Non è che il bene comune, tanto caro a Benedetto XVI e a Bertone, sia perseguibile in modo indolore o senza strappi visibili. Se noi pensiamo che, proponendo la fraternità come correttivo di un sistema capitalistico decrepito e irrazionale, il bene comune sarà più a portata di mano, vuol dire che il discorso di Gesù sull’“iniqua ricchezza” non è stato ancora recepito perfettamente: sino a quando non si troverà un modo, quanto più incruento possibile, di offrire concrete opportunità di lavoro a tutti e non si farà in modo che uno non possa arricchirsi oltre un certo limite affinché di ogni genere di guadagno eccedente solo il bene pubblico, e più segnatamente i più poveri o i più bisognosi, abbiano a beneficiarne, noi continueremo a lavorare per una società ingiusta ed ipocrita. Sino a quando non saremo disposti a far circolare il nostro denaro (come il nostro affetto fraterno), in proporzione alle nostre reali possibilità economiche, per aiutare gli altri, per sostenere i più deboli, per ridare vita e amore a chi vive nella tristezza e nella disperazione, noi continueremo ad ingannare noi stessi. 

Ma allora, si dirà contrariati per l’ennesima volta, si vuole riproporre un modello comunista di società? Questa è una vecchia solfa che sarebbe tempo di accantonare definitivamente, perché è ormai evidente che non ha mai prodotto buoni risultati. Il comunismo è ateo e non può interessarci; il comunismo è rivoluzionario e noi sentiamo di non poter essere rivoluzionari nello stesso modo. Ma, se proprio vogliamo dire la verità, non è il cristiano che prende in prestito dal comunismo la socializzazione mirata e intelligente dei beni materiali ed immateriali ma è semmai il marxista-comunista che ha preso o continua a prendere in prestito dal cristianesimo la comunione dei beni, che nelle prime comunità cristiane era prassi largamente accettata e condivisa, per cui il cristiano che oggi voglia ancora ispirarsi a quella nobile tradizione della storia cristiana non è in alcun modo ricattabile essendo piuttosto gli altri a doversi preoccupare. 

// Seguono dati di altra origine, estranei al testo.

//! Error types for CLI operations.

use contracts::Family;
use thiserror::Error;

/// CLI-specific error types
#[derive(Error, Debug)]
pub enum CliError {
    /// Input log does not exist
    #[error("Input not found: {path}")]
    InputNotFound { path: String },

    /// Input path has no file name to derive the output name from
    #[error("Cannot derive an output name from input '{path}'")]
    InvalidInputName { path: String },

    /// Discovery found no sample for at least one family
    #[error(
        "Clock not found in '{input}' (missing: {}). Are you sure it's the right data?",
        format_missing(.missing)
    )]
    MissingClock { input: String, missing: Vec<Family> },
}

impl CliError {
    pub fn input_not_found(path: impl Into<String>) -> Self {
        Self::InputNotFound { path: path.into() }
    }

    pub fn invalid_input_name(path: impl Into<String>) -> Self {
        Self::InvalidInputName { path: path.into() }
    }

    pub fn missing_clock(input: impl Into<String>, missing: Vec<Family>) -> Self {
        Self::MissingClock {
            input: input.into(),
            missing,
        }
    }
}

fn format_missing(missing: &[Family]) -> String {
    missing
        .iter()
        .map(|family| family.as_str())
        .collect::<Vec<_>>()
        .join(", ")
}

#[cfg(test)]
mod tests {
    use super::*;

    #[test]
    fn test_missing_clock_message() {
        let err = CliError::missing_clock("run1.jsonl", vec![Family::Shoot]);
        assert_eq!(
            err.to_string(),
            "Clock not found in 'run1.jsonl' (missing: shoot). Are you sure it's the right data?"
        );

        let err = CliError::missing_clock("empty.jsonl", vec![Family::Hose, Family::Shoot]);
        assert!(err.to_string().contains("(missing: hose, shoot)"));
    }
}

La Chiesa deve insegnare e aiutare a costruire su questa terra il regno di Dio e nel regno di Dio non ci sono né classi, né divisioni sociali, né proprietà esclusive di qualcuno, né forme abnormi e dannose di concorrenza, né condizioni di diseguaglianza, né sentimenti di egoistica ostilità. E’ questo che bisogna dire innanzitutto con molta franchezza. Alla Chiesa bastano poche e semplici parole per far comprendere a tutti, senza fraintendimenti e ambiguità, il pensiero di nostro Signore Gesù, e, per togliere ogni dubbio circa la sua fedeltà a Cristo, le è sufficiente ripetere pari pari le parole pronunciate da lui in materia di beni e di ricchezza. Solo dopo essa potrà anche concedersi a disamine filosofiche o teologiche più o meno complicate e riservate a pochi. Ostinarsi a non capirlo significa rischiare, nonostante ogni  intenzione di segno contrario, di perdere il contatto sia con Dio sia con il popolo di Dio.      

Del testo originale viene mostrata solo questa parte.